いつもこいつもみじめなものだ。女《ファンム》は破廉恥《アンファーム》と韻が合うんだ、そうだ、僕は憂鬱病《ゆううつびょう》にかかっている。メランコリーにかき回され、ノスタルジーにかかり、その上ヒポコンデリアだ。そして僕は腹が立ち、憤り、欠伸《あくび》をし、退屈し、苦しみ、いや気がさしてるんだ。神なんか悪魔に行っちまえだ。」
「|大文字R《グランテル》、まあ黙っておれったら。」とボシュエは言った。彼はまわりの仲間と権利ということを論じていて、半ば以上裁判の専門語に浸りきっていたが、その結末はこうであった。
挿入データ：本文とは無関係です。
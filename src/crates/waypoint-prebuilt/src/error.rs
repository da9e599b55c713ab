//! Errors of the prebuilt agent components
//!
//! Suspension requests raised inside review nodes travel as
//! [`PrebuiltError::Graph`] and convert back into the original
//! [`GraphError`] when they leave a node, so the engine still sees them as
//! interrupts.

use thiserror::Error;
use waypoint_core::GraphError;

/// Result type for prebuilt operations
pub type Result<T> = std::result::Result<T, PrebuiltError>;

/// Errors that can occur in prebuilt components
#[derive(Error, Debug)]
pub enum PrebuiltError {
    /// Tool execution error
    #[error("Tool execution failed: {0}")]
    ToolExecution(String),

    /// No tool registered under this name
    #[error("Tool not found: {0}")]
    ToolNotFound(String),

    /// Tool input does not satisfy the tool's schema
    #[error("Invalid tool input: {0}")]
    InvalidInput(String),

    /// A human review response could not be applied
    #[error("Invalid review response: {0}")]
    InvalidReview(String),

    /// JSON schema could not be compiled
    #[error("Invalid schema: {0}")]
    Schema(String),

    /// State does not hold a usable message list
    #[error("Message parsing failed: {0}")]
    MessageParsing(String),

    /// Chat model call failed
    #[error("Model error: {0}")]
    Model(String),

    /// Serialization error
    #[error("Serialization error: {0}")]
    Serialization(#[from] serde_json::Error),

    /// Error raised by the graph engine, including suspension requests
    #[error(transparent)]
    Graph(#[from] GraphError),
}

impl From<PrebuiltError> for GraphError {
    fn from(err: PrebuiltError) -> Self {
        match err {
            PrebuiltError::Graph(inner) => inner,
            other => GraphError::Execution(other.to_string()),
        }
    }
}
「……僕はほとんど法律家とは言えず、たかだか素人《しろうと》検事というくらいのところだが、その僕をして言わしむれば、こういうことになるんだ。ノルマンディーの旧慣法の条項によれば、サン・ミシュルにおいては、毎年、所有者ならびに遺産受理者の全各人によって、他の負担は別として、当価物が貴族のために支払われなければならない、しかしてこれは、すべての永貸契約、賃貸契約、世襲財産、公有官有の契約、抵当書入契約……。」
「木魂《こだま》よ、嘆けるニンフよ……。」とグランテールは口ずさんだ。